This paper forecasts global mean sea level (GMSL) changes from 2024 to 2100 using weighted singular spectrum analysis (SSA) that considers the formal errors of the previous GMSL time series. The simulation experiments are first carried out to evaluate the performance of the weighted and traditional SSA approaches for GMSL change prediction with two evaluation indices, the root mean square error (RMSE) and mean absolute error (MAE).

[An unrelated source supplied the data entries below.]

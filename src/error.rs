//! Error types for mockup generation
//!
//! Every failure in the catalog → selection → compositing flow is expressed
//! as a [`MockupError`] value and propagated to the caller, which decides
//! whether to re-prompt, report, or exit. Each variant carries enough context
//! to be shown to the user and provides a remediation hint.

use std::path::PathBuf;

/// Result type alias for mockup operations
pub type MockupResult<T> = Result<T, MockupError>;

/// Error type for catalog loading, device selection and compositing
#[derive(Debug, thiserror::Error)]
pub enum MockupError {
    /// Device catalog file is missing, unreadable or malformed
    #[error("Failed to load device catalog '{}': {reason}", path.display())]
    CatalogLoad {
        /// Path of the catalog file
        path:   PathBuf,
        /// Reason the catalog could not be loaded
        reason: String,
    },

    /// Catalog content violates a catalog invariant
    #[error("Invalid device catalog: {reason}")]
    InvalidCatalog {
        /// What is wrong with the catalog
        reason: String,
    },

    /// Screenshot path is invalid or the file cannot be decoded
    #[error("Failed to read screenshot '{}': {reason}", path.display())]
    ScreenshotRead {
        /// Path supplied for the screenshot
        path:   PathBuf,
        /// Reason the screenshot could not be read
        reason: String,
    },

    /// Bezel image for the chosen device cannot be loaded
    #[error("Failed to load bezel image '{}': {reason}", path.display())]
    BezelLoad {
        /// Bezel path declared by the device
        path:   PathBuf,
        /// Reason the bezel could not be loaded
        reason: String,
    },

    /// Image encoding failed
    #[error("Failed to encode image as {format}: {reason}")]
    EncodingFailed {
        /// Image format that failed
        format: String,
        /// Reason for encoding failure
        reason: String,
    },

    /// Encoded mockup could not be written to its destination
    #[error("Failed to write mockup to '{}': {reason}", path.display())]
    WriteFailed {
        /// Destination path
        path:   PathBuf,
        /// Reason for the write failure
        reason: String,
    },

    /// A prompter answered with a choice that was not offered
    #[error("Selection {index} is out of range for {choices} choices")]
    InvalidSelection {
        /// Index returned by the prompter
        index:   usize,
        /// Number of choices that were offered
        choices: usize,
    },

    /// A scripted answer did not fit the prompt it was given to
    #[error("Scripted answer {answer} does not fit a {prompt} prompt")]
    UnexpectedAnswer {
        /// Kind of prompt that was shown
        prompt: &'static str,
        /// Debug rendering of the answer that was replayed
        answer: String,
    },

    /// Interactive input ended before a prompt was answered
    #[error("Input closed before the prompt was answered")]
    InputClosed,

    /// A blocking codec task panicked or was cancelled
    #[error("Background task failed: {reason}")]
    TaskFailed {
        /// Join error description
        reason: String,
    },

    /// I/O error occurred
    #[error("I/O error: {0}")]
    IoError(#[from] std::io::Error),
}

impl MockupError {
    /// Returns an actionable remediation hint for this error
    ///
    /// # Examples
    ///
    /// ```
    /// use device_mockup::error::MockupError;
    ///
    /// let error = MockupError::InputClosed;
    /// assert!(error.remediation_hint().contains("interactive terminal"));
    /// ```
    pub fn remediation_hint(&self) -> &str {
        match self {
            MockupError::CatalogLoad { .. } => {
                "Check that the catalog file exists and is valid JSON of the form {\"devices\": \
                 [...]}. Use --catalog to point at a different file."
            }
            MockupError::InvalidCatalog { .. } => {
                "Every device needs a non-zero width and height and a bezel image path. The \
                 catalog must list at least one device."
            }
            MockupError::ScreenshotRead { .. } => {
                "Check the path and make sure the file is a PNG, JPEG or WebP image. Relative \
                 paths are resolved from the current directory."
            }
            MockupError::BezelLoad { .. } => {
                "The bezel image declared for this device is missing or unreadable. Relative \
                 bezel paths are resolved from the catalog file's directory."
            }
            MockupError::EncodingFailed { .. } => {
                "PNG encoding of the mockup failed. Check available memory and the device \
                 dimensions in the catalog."
            }
            MockupError::WriteFailed { .. } => {
                "Check that the output directory exists and is writable, and that there is enough \
                 disk space. Use --output to write somewhere else."
            }
            MockupError::InvalidSelection { .. } => {
                "Pick one of the numbered choices that were listed."
            }
            MockupError::UnexpectedAnswer { .. } => {
                "The answer script is out of step with the prompts. Check the order and kind of \
                 the scripted answers."
            }
            MockupError::InputClosed => {
                "Run the tool from an interactive terminal, or pass --screenshot and answer the \
                 remaining prompts on stdin."
            }
            MockupError::TaskFailed { .. } => {
                "An internal image task stopped unexpectedly. Retry the run; if it persists the \
                 input image may be corrupt."
            }
            MockupError::IoError(_) => {
                "An I/O error occurred. Check file permissions, disk space, and system resources."
            }
        }
    }

    /// Returns true when the error concerns the screenshot input and the user
    /// can be asked for another path
    pub fn is_retryable_input(&self) -> bool {
        matches!(self, MockupError::ScreenshotRead { .. })
    }
}

impl From<tokio::task::JoinError> for MockupError {
    fn from(err: tokio::task::JoinError) -> Self {
        MockupError::TaskFailed {
            reason: err.to_string(),
        }
    }
}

The results show that all the RMSEs and MAEs of the weighted SSA are smaller than those of the traditional SSA, indicating that the weighed SSA can predict GMSL changes more accurately than the traditional SSA. The real GMSL change rate derived from weighted SSA is approximately 1.70 ± 0.02 mm/year for 1880–2023, and the predicted GMSL changes with the first two reconstructed components reaches 796.75 ± 55.92 mm by 2100, larger than the 705.25 ± 53.73 mm predicted with traditional SSA, with respect to the baseline from 1995 to 2014. According to the sixth Assessment Report of Intergovernmental Panel on Climate Change (IPCC AR6), the GMSL change by 2100 is 830.0 ± 152.42 mm/year with the high-emission scenarios is closer to weighted SSA than traditional SSA, though SSA predictions are within the prediction range of IPCC AR6. Therefore, the weighted SSA can provide an alternative future GMSL rise prediction.
This is an automated archive made by the Lemmit Bot.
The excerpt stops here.